Oui, pourtant, il y a encore beaucoup de morts en sortie de boîtes...
Ça reste notre drame. Enfin, moi, tous les dimanches, vers midi, quand j'ai les résultats des accidents du samedi soir, qui touchent notamment les jeunes, à chaque fois, ça continue à me bouleverser. Alors, on fait des campagnes de prévention...
Voilà, à quoi vous attribuez cette baisse, comment vous expliquez aujourd'hui... est-ce que vraiment vous arrivez à influer, est-ce que ce sont les campagnes de communication, est-ce qu'il y a un changement de comportements, c'est quoi ?

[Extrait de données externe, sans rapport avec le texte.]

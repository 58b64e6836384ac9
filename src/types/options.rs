//! Tunable engine options, deserializable from gateway configuration.

use serde::{Deserialize, Serialize};

use crate::constants::{SOURCE_CONTENT_KINDS, SOURCES_LISTING_ENDPOINT, roles};

fn default_sources_listing_endpoint() -> String {
    SOURCES_LISTING_ENDPOINT.to_string()
}

fn default_source_content_kinds() -> Vec<String> {
    SOURCE_CONTENT_KINDS.iter().map(|kind| (*kind).to_string()).collect()
}

fn default_legacy_registered_roles() -> Vec<String> {
    vec![roles::API_USER.to_string()]
}

/// Knobs for the decision engine. Defaults match the deployed gateway.
#[derive(Debug, Clone, PartialEq, Eq, Serialize, Deserialize)]
pub struct EngineOptions {
    /// Listing endpoint where an empty visible set is still an allowed request.
    #[serde(default = "default_sources_listing_endpoint")]
    pub sources_listing_endpoint: String,
    /// Resource segments whose POST falls back to the created-user check on a literal role match.
    #[serde(default = "default_source_content_kinds")]
    pub source_content_kinds: Vec<String>,
    /// Roles rewritten to `registeredUser` before content filtering.
    #[serde(default = "default_legacy_registered_roles")]
    pub legacy_registered_roles: Vec<String>,
}

impl Default for EngineOptions {
    fn default() -> Self {
        Self {
            sources_listing_endpoint: default_sources_listing_endpoint(),
            source_content_kinds: default_source_content_kinds(),
            legacy_registered_roles: default_legacy_registered_roles(),
        }
    }
}

impl EngineOptions {
    #[must_use]
    pub fn builder() -> EngineOptionsBuilder {
        EngineOptionsBuilder::default()
    }

    pub(crate) fn is_source_content_kind(&self, segment: &str) -> bool {
        self.source_content_kinds.iter().any(|kind| kind == segment)
    }
}

#[derive(Debug, Clone, Default)]
pub struct EngineOptionsBuilder {
    inner: EngineOptions,
}

impl EngineOptionsBuilder {
    pub fn sources_listing_endpoint<S: Into<String>>(mut self, endpoint: S) -> Self {
        self.inner.sources_listing_endpoint = endpoint.into();
        self
    }

    pub fn source_content_kind<S: Into<String>>(mut self, kind: S) -> Self {
        self.inner.source_content_kinds.push(kind.into());
        self
    }

    pub fn legacy_registered_role<S: Into<String>>(mut self, role: S) -> Self {
        self.inner.legacy_registered_roles.push(role.into());
        self
    }

    #[must_use]
    pub fn build(self) -> EngineOptions {
        self.inner
    }
}

#[cfg(test)]
mod tests {
    use super::*;

    #[test]
    fn missing_fields_fall_back_to_defaults() {
        let options: EngineOptions =
            serde_json::from_str(r#"{"source_content_kinds":["bibles"]}"#).unwrap();
        assert_eq!(options.sources_listing_endpoint, "/v2/sources");
        assert!(options.is_source_content_kind("bibles"));
        assert!(!options.is_source_content_kind("commentaries"));
        assert_eq!(options.legacy_registered_roles, vec!["APIUser".to_string()]);
    }

    #[test]
    fn builder_extends_defaults() {
        let options = EngineOptions::builder().source_content_kind("audiobibles").build();
        assert!(options.is_source_content_kind("audiobibles"));
        assert!(options.is_source_content_kind("biblevideos"));
    }
}
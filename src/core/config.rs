//! Agent configuration (`svcrunner.toml`).
//!
//! Every section is optional. A missing file means defaults, not an error.
//!
//! ```toml
//! [server]
//! port = 9876
//!
//! [paths]
//! base_dir = "/srv/runner"
//!
//! [snapshots]
//! take_command = "vmctl snapshot {name}"
//! ```

use crate::core::error::RunnerError;
use serde::{Deserialize, Serialize};
use std::fs;
use std::path::{Path, PathBuf};
use std::time::Duration;

pub const CONFIG_FILE_NAME: &str = "svcrunner.toml";
pub const CONFIG_ENV_VAR: &str = "SVCRUNNER_CONFIG";

#[derive(Debug, Clone, Default, PartialEq, Serialize, Deserialize)]
#[serde(default)]
pub struct Config {
    pub server: ServerConfig,
    pub paths: PathsConfig,
    pub timeouts: TimeoutConfig,
    pub device: DeviceConfig,
    pub kickstart: KickstartConfig,
    pub snapshots: SnapshotConfig,
    pub maintenance: MaintenanceConfig,
    pub logging: LoggingConfig,
}

#[derive(Debug, Clone, PartialEq, Serialize, Deserialize)]
#[serde(default)]
pub struct ServerConfig {
    pub bind: String,
    pub port: u16,
    /// Socket read/write timeout per connection.
    pub io_timeout_secs: u64,
}

impl Default for ServerConfig {
    fn default() -> Self {
        Self {
            bind: "0.0.0.0".to_string(),
            port: 9876,
            io_timeout_secs: 300,
        }
    }
}

#[derive(Debug, Clone, PartialEq, Serialize, Deserialize)]
#[serde(default)]
pub struct PathsConfig {
    /// Relative paths below resolve against this directory.
    pub base_dir: PathBuf,
    pub testsuites: PathBuf,
    pub testcases: PathBuf,
    pub results: PathBuf,
    pub installers: PathBuf,
    pub coverage: PathBuf,
    pub uploads: PathBuf,
}

impl Default for PathsConfig {
    fn default() -> Self {
        Self {
            base_dir: PathBuf::from("."),
            testsuites: PathBuf::from("testsuites"),
            testcases: PathBuf::from("testcases"),
            results: PathBuf::from("results"),
            installers: PathBuf::from("installers"),
            coverage: PathBuf::from("coverage"),
            uploads: PathBuf::from("uploads"),
        }
    }
}

impl PathsConfig {
    pub fn resolve(&self, p: &Path) -> PathBuf {
        if p.is_absolute() {
            p.to_path_buf()
        } else {
            self.base_dir.join(p)
        }
    }

    pub fn testsuites_dir(&self) -> PathBuf {
        self.resolve(&self.testsuites)
    }

    pub fn testcases_dir(&self) -> PathBuf {
        self.resolve(&self.testcases)
    }

    pub fn results_dir(&self) -> PathBuf {
        self.resolve(&self.results)
    }

    pub fn installers_dir(&self) -> PathBuf {
        self.resolve(&self.installers)
    }

    pub fn coverage_dir(&self) -> PathBuf {
        self.resolve(&self.coverage)
    }

    pub fn uploads_dir(&self) -> PathBuf {
        self.resolve(&self.uploads)
    }
}

#[derive(Debug, Clone, PartialEq, Serialize, Deserialize)]
#[serde(default)]
pub struct TimeoutConfig {
    pub device_command_secs: u64,
    pub case_default_secs: u64,
    /// Pause before snapshot and revert tasks begin.
    pub snapshot_delay_ms: u64,
}

impl Default for TimeoutConfig {
    fn default() -> Self {
        Self {
            device_command_secs: 60,
            case_default_secs: crate::core::suite::DEFAULT_CASE_TIMEOUT_SECS,
            snapshot_delay_ms: 5_000,
        }
    }
}

impl TimeoutConfig {
    pub fn device_command(&self) -> Duration {
        Duration::from_secs(self.device_command_secs)
    }

    pub fn snapshot_delay(&self) -> Duration {
        Duration::from_millis(self.snapshot_delay_ms)
    }
}

#[derive(Debug, Clone, PartialEq, Serialize, Deserialize)]
#[serde(default)]
pub struct DeviceConfig {
    /// Program used to run command strings, invoked as `<shell> -c <cmd>`.
    pub shell: String,
    /// Prints `[key]: [value]` lines.
    pub properties_command: String,
    /// `{name}` and `{action}` are substituted.
    pub service_command: String,
}

impl Default for DeviceConfig {
    fn default() -> Self {
        Self {
            shell: "sh".to_string(),
            properties_command: "getprop".to_string(),
            service_command: "service {name} {action}".to_string(),
        }
    }
}

#[derive(Debug, Clone, Default, PartialEq, Serialize, Deserialize)]
#[serde(default)]
pub struct KickstartConfig {
    /// `{url}` is substituted.
    pub install_command: Option<String>,
    /// `{product}` is substituted.
    pub uninstall_command: Option<String>,
}

#[derive(Debug, Clone, Default, PartialEq, Serialize, Deserialize)]
#[serde(default)]
pub struct SnapshotConfig {
    /// `{name}` is substituted.
    pub take_command: Option<String>,
    pub revert_command: Option<String>,
}

#[derive(Debug, Clone, Default, PartialEq, Serialize, Deserialize)]
#[serde(default)]
pub struct MaintenanceConfig {
    /// Prints the number of available updates.
    pub search_command: Option<String>,
    /// Prints the number of downloaded updates.
    pub download_command: Option<String>,
    /// Prints `<installed> <failed> <reboot 0|1>`.
    pub install_command: Option<String>,
    pub reboot_command: Option<String>,
}

#[derive(Debug, Clone, PartialEq, Serialize, Deserialize)]
#[serde(default)]
pub struct LoggingConfig {
    /// Default filter when `RUST_LOG` is unset.
    pub level: String,
}

impl Default for LoggingConfig {
    fn default() -> Self {
        Self {
            level: "info".to_string(),
        }
    }
}

impl Config {
    pub fn from_toml(text: &str) -> Result<Self, RunnerError> {
        let config: Config =
            toml::from_str(text).map_err(|e| RunnerError::ConfigError(e.to_string()))?;
        config.validate()?;
        Ok(config)
    }

    /// Loads `path`, else `$SVCRUNNER_CONFIG`, else `./svcrunner.toml`.
    /// An explicit path must exist; the fallbacks may be absent.
    pub fn load(path: Option<&Path>) -> Result<Self, RunnerError> {
        if let Some(p) = path {
            let content = fs::read_to_string(p).map_err(|e| {
                RunnerError::ConfigError(format!("cannot read {}: {e}", p.display()))
            })?;
            return Self::from_toml(&content);
        }

        let candidate = std::env::var_os(CONFIG_ENV_VAR)
            .map(PathBuf::from)
            .unwrap_or_else(|| PathBuf::from(CONFIG_FILE_NAME));
        if candidate.exists() {
            let content = fs::read_to_string(&candidate).map_err(RunnerError::IoError)?;
            return Self::from_toml(&content);
        }

        Ok(Config::default())
    }

    fn validate(&self) -> Result<(), RunnerError> {
        if self.server.io_timeout_secs == 0 {
            return Err(RunnerError::ConfigError(
                "server.io_timeout_secs must be positive".into(),
            ));
        }
        if self.device.shell.trim().is_empty() {
            return Err(RunnerError::ConfigError("device.shell must be set".into()));
        }
        Ok(())
    }

    pub fn bind_address(&self) -> String {
        format!("{}:{}", self.server.bind, self.server.port)
    }
}
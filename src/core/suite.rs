//! Test suites and test cases.
//!
//! Suites live on disk as TOML manifests under `<testsuites>/<product>/<suite>.toml`.
//! A manifest lists its cases inline, or references shared case manifests kept
//! under `<testcases>/<folder>/<case>.toml`:
//!
//! ```toml
//! name = "smoke"
//! product_name = "Widget"
//!
//! [[case]]
//! name = "boot"
//! description = "device boots to the home screen"
//! command = "check_boot.sh"
//! timeout_secs = 120
//!
//! [[case]]
//! ref = "common/battery"
//! ```

use crate::core::error::RunnerError;
use regex::Regex;
use serde::{Deserialize, Serialize};
use std::fs;
use std::path::{Path, PathBuf};
use std::sync::LazyLock;

static MODULE_NAME: LazyLock<Regex> =
    LazyLock::new(|| Regex::new(r"^[A-Za-z0-9_\-]+(?:[./][A-Za-z0-9_\-]+)*$").unwrap());

pub const DEFAULT_CASE_TIMEOUT_SECS: u64 = 600;

#[derive(Debug, Clone, Copy, PartialEq, Eq, Default, Serialize, Deserialize)]
pub enum CaseResult {
    #[default]
    NotRun,
    Pass,
    Fail,
    Block,
    Crash,
    Error,
}

impl CaseResult {
    pub fn as_str(&self) -> &'static str {
        match self {
            CaseResult::NotRun => "NOTRUN",
            CaseResult::Pass => "PASS",
            CaseResult::Fail => "FAIL",
            CaseResult::Block => "BLOCK",
            CaseResult::Crash => "CRASH",
            CaseResult::Error => "ERROR",
        }
    }

    pub fn is_executed(&self) -> bool {
        *self != CaseResult::NotRun
    }
}

#[derive(Debug, Clone, PartialEq, Serialize, Deserialize)]
pub struct ResultFile {
    pub path: PathBuf,
    pub name: String,
}

#[derive(Debug, Clone, PartialEq, Serialize, Deserialize)]
pub struct TestCase {
    pub name: String,
    pub description: String,
    pub documentation: String,
    pub command: Option<String>,
    pub timeout_secs: u64,
    pub enabled: bool,
    pub result: CaseResult,
    pub start_time: u64,
    pub finish_time: u64,
    pub log: Vec<String>,
    pub result_data: Vec<ResultFile>,
}

impl TestCase {
    pub fn reset(&mut self) {
        self.result = CaseResult::NotRun;
        self.start_time = 0;
        self.finish_time = 0;
        self.log.clear();
        self.result_data.clear();
    }

    pub fn result_file(&self, name: &str) -> Option<&ResultFile> {
        self.result_data.iter().find(|f| f.name == name)
    }
}

#[derive(Debug, Clone, PartialEq, Serialize, Deserialize)]
pub struct Suite {
    /// Module name the suite was loaded from, e.g. `widget/smoke`.
    pub module: String,
    pub name: String,
    pub product_name: String,
    pub product_codename: String,
    pub product_version: String,
    pub build: Option<String>,
    pub previous_build: Option<String>,
    pub compliance_module: Option<String>,
    pub result_data_enabled: bool,
    pub result_data_dir: Option<PathBuf>,
    pub cases: Vec<TestCase>,
}

impl Suite {
    pub fn case(&self, name: &str) -> Result<&TestCase, RunnerError> {
        self.cases
            .iter()
            .find(|c| c.name == name)
            .ok_or_else(|| self.no_such_case(name))
    }

    pub fn case_mut(&mut self, name: &str) -> Result<&mut TestCase, RunnerError> {
        let err = self.no_such_case(name);
        self.cases.iter_mut().find(|c| c.name == name).ok_or(err)
    }

    fn no_such_case(&self, name: &str) -> RunnerError {
        RunnerError::client(format!("No testcase named '{name}' in suite '{}'", self.name))
    }

    pub fn enabled_cases(&self) -> impl Iterator<Item = &TestCase> {
        self.cases.iter().filter(|c| c.enabled)
    }

    pub fn enabled_count(&self) -> u32 {
        self.enabled_cases().count() as u32
    }

    pub fn reset_results(&mut self) {
        for case in &mut self.cases {
            case.reset();
        }
    }
}

#[derive(Debug, Default, Deserialize)]
#[serde(default)]
struct SuiteManifest {
    name: Option<String>,
    product_name: String,
    product_codename: String,
    product_version: String,
    result_data_enabled: Option<bool>,
    #[serde(rename = "case")]
    cases: Vec<CaseManifest>,
}

#[derive(Debug, Default, Deserialize)]
#[serde(default)]
struct CaseManifest {
    name: Option<String>,
    #[serde(rename = "ref")]
    reference: Option<String>,
    description: String,
    documentation: String,
    command: Option<String>,
    timeout_secs: Option<u64>,
    enabled: Option<bool>,
}

impl CaseManifest {
    fn into_case(self, fallback_name: &str, default_timeout: u64) -> TestCase {
        TestCase {
            name: self.name.unwrap_or_else(|| fallback_name.to_string()),
            description: self.description,
            documentation: self.documentation,
            command: self.command,
            timeout_secs: self.timeout_secs.unwrap_or(default_timeout),
            enabled: self.enabled.unwrap_or(true),
            result: CaseResult::NotRun,
            start_time: 0,
            finish_time: 0,
            log: Vec::new(),
            result_data: Vec::new(),
        }
    }
}

/// A product folder and the manifests found in it.
#[derive(Debug, Clone, PartialEq, Eq)]
pub struct Folder {
    pub name: String,
    pub entries: Vec<String>,
}

/// Locates and parses suite and case manifests.
#[derive(Debug, Clone)]
pub struct SuiteCatalog {
    suites_dir: PathBuf,
    cases_dir: PathBuf,
    default_timeout: u64,
}

impl SuiteCatalog {
    pub fn new(suites_dir: impl Into<PathBuf>, cases_dir: impl Into<PathBuf>) -> Self {
        Self {
            suites_dir: suites_dir.into(),
            cases_dir: cases_dir.into(),
            default_timeout: DEFAULT_CASE_TIMEOUT_SECS,
        }
    }

    pub fn with_default_timeout(mut self, secs: u64) -> Self {
        self.default_timeout = secs;
        self
    }

    fn validate(module: &str) -> Result<(), RunnerError> {
        if MODULE_NAME.is_match(module) {
            Ok(())
        } else {
            Err(RunnerError::client(format!("invalid module name '{module}'")))
        }
    }

    /// Manifest path for `product/suite`, `product.suite`, or a bare suite name
    /// searched across product folders in name order.
    pub fn resolve_suite(&self, module: &str) -> Result<PathBuf, RunnerError> {
        Self::validate(module)?;
        if let Some((folder, name)) = module.split_once(['/', '.']) {
            let path = self.suites_dir.join(folder).join(format!("{name}.toml"));
            return if path.is_file() {
                Ok(path)
            } else {
                Err(RunnerError::NotFound(format!("test suite '{module}'")))
            };
        }
        for folder in list_folders(&self.suites_dir)? {
            let path = self.suites_dir.join(&folder.name).join(format!("{module}.toml"));
            if path.is_file() {
                return Ok(path);
            }
        }
        Err(RunnerError::NotFound(format!("test suite '{module}'")))
    }

    pub fn load(&self, module: &str) -> Result<Suite, RunnerError> {
        let path = self.resolve_suite(module)?;
        let text = fs::read_to_string(&path)?;
        let manifest: SuiteManifest = toml::from_str(&text).map_err(|e| {
            RunnerError::server(format!("failed to parse {}: {e}", path.display()))
        })?;

        let stem = path
            .file_stem()
            .and_then(|s| s.to_str())
            .unwrap_or(module)
            .to_string();
        let mut cases = Vec::with_capacity(manifest.cases.len());
        for (i, entry) in manifest.cases.into_iter().enumerate() {
            let case = match entry.reference.clone() {
                Some(reference) => self.load_case(&reference, entry)?,
                None => entry.into_case(&format!("case{}", i + 1), self.default_timeout),
            };
            if cases.iter().any(|c: &TestCase| c.name == case.name) {
                return Err(RunnerError::server(format!(
                    "duplicate testcase '{}' in suite '{module}'",
                    case.name
                )));
            }
            cases.push(case);
        }

        Ok(Suite {
            module: module.to_string(),
            name: manifest.name.unwrap_or(stem),
            product_name: manifest.product_name,
            product_codename: manifest.product_codename,
            product_version: manifest.product_version,
            build: None,
            previous_build: None,
            compliance_module: None,
            result_data_enabled: manifest.result_data_enabled.unwrap_or(true),
            result_data_dir: None,
            cases,
        })
    }

    /// Loads a shared case manifest; fields set on the referencing entry win.
    fn load_case(&self, reference: &str, overrides: CaseManifest) -> Result<TestCase, RunnerError> {
        Self::validate(reference)?;
        let (folder, name) = reference
            .split_once(['/', '.'])
            .ok_or_else(|| RunnerError::client(format!("case reference '{reference}' needs a folder")))?;
        let path = self.cases_dir.join(folder).join(format!("{name}.toml"));
        if !path.is_file() {
            return Err(RunnerError::NotFound(format!("testcase '{reference}'")));
        }
        let text = fs::read_to_string(&path)?;
        let mut base: CaseManifest = toml::from_str(&text).map_err(|e| {
            RunnerError::server(format!("failed to parse {}: {e}", path.display()))
        })?;
        if overrides.name.is_some() {
            base.name = overrides.name;
        }
        if !overrides.description.is_empty() {
            base.description = overrides.description;
        }
        if overrides.command.is_some() {
            base.command = overrides.command;
        }
        if overrides.timeout_secs.is_some() {
            base.timeout_secs = overrides.timeout_secs;
        }
        if overrides.enabled.is_some() {
            base.enabled = overrides.enabled;
        }
        Ok(base.into_case(name, self.default_timeout))
    }

    pub fn list_suites(&self) -> Result<Vec<Folder>, RunnerError> {
        list_folders(&self.suites_dir)
    }

    pub fn list_cases(&self) -> Result<Vec<Folder>, RunnerError> {
        list_folders(&self.cases_dir)
    }
}

/// Non-hidden subdirectories of `root`, each with its `.toml` stems; both sorted.
fn list_folders(root: &Path) -> Result<Vec<Folder>, RunnerError> {
    if !root.is_dir() {
        return Ok(Vec::new());
    }
    let mut folders = Vec::new();
    for entry in fs::read_dir(root)? {
        let entry = entry?;
        let name = entry.file_name().to_string_lossy().to_string();
        if name.starts_with('.') || !entry.path().is_dir() {
            continue;
        }
        let mut entries = Vec::new();
        for item in fs::read_dir(entry.path())? {
            let path = item?.path();
            if path.extension().and_then(|e| e.to_str()) != Some("toml") {
                continue;
            }
            if let Some(stem) = path.file_stem().and_then(|s| s.to_str()) {
                if !stem.starts_with('.') {
                    entries.push(stem.to_string());
                }
            }
        }
        entries.sort();
        folders.push(Folder { name, entries });
    }
    folders.sort_by(|a, b| a.name.cmp(&b.name));
    Ok(folders)
}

C'est très difficile de le savoir. Il y a plusieurs facteurs, le premier, c'est évidemment des campagnes de communication qui ont été, à un moment donné, critiquées, qui ont fait débat, qui sont très, très violentes, très difficiles, très difficiles à supporter. Cela fait douze ans qu'on fait des campagnes comme ça, la dernière, elle était sur Internet, elle était franchement brutale. Le fait d'ailleurs qu'il y ait eu un débat, qu'il y ait eu un buzz a, au fond, amplifié cette campagne. Il y a des mesures de sécurité traditionnelles, c'est-à-dire des aménagements dans des zones qui sont dangereuses tout simplement, vous vous souvenez de la grande descente dans les Alpes ; il y a évidemment le changement de comportements de nos concitoyens, l'éco-conduite, c'est-à-dire le fait de conduire doucement, sans accélérer rapidement, modifie de 50% les risques d'accidents, on l'a en grandeur réelle à La Poste, vous savez que La Poste fait passer petit à petit des stages d'éco-conduite à ses conducteurs ou à ses chauffeurs. On voit une baisse des accidents considérable, une baisse de la consommation, de près de 10%, mais une baisse des accidents. C'est un rapport des Français avec la voiture qui est en train, à l'évidence, de changer...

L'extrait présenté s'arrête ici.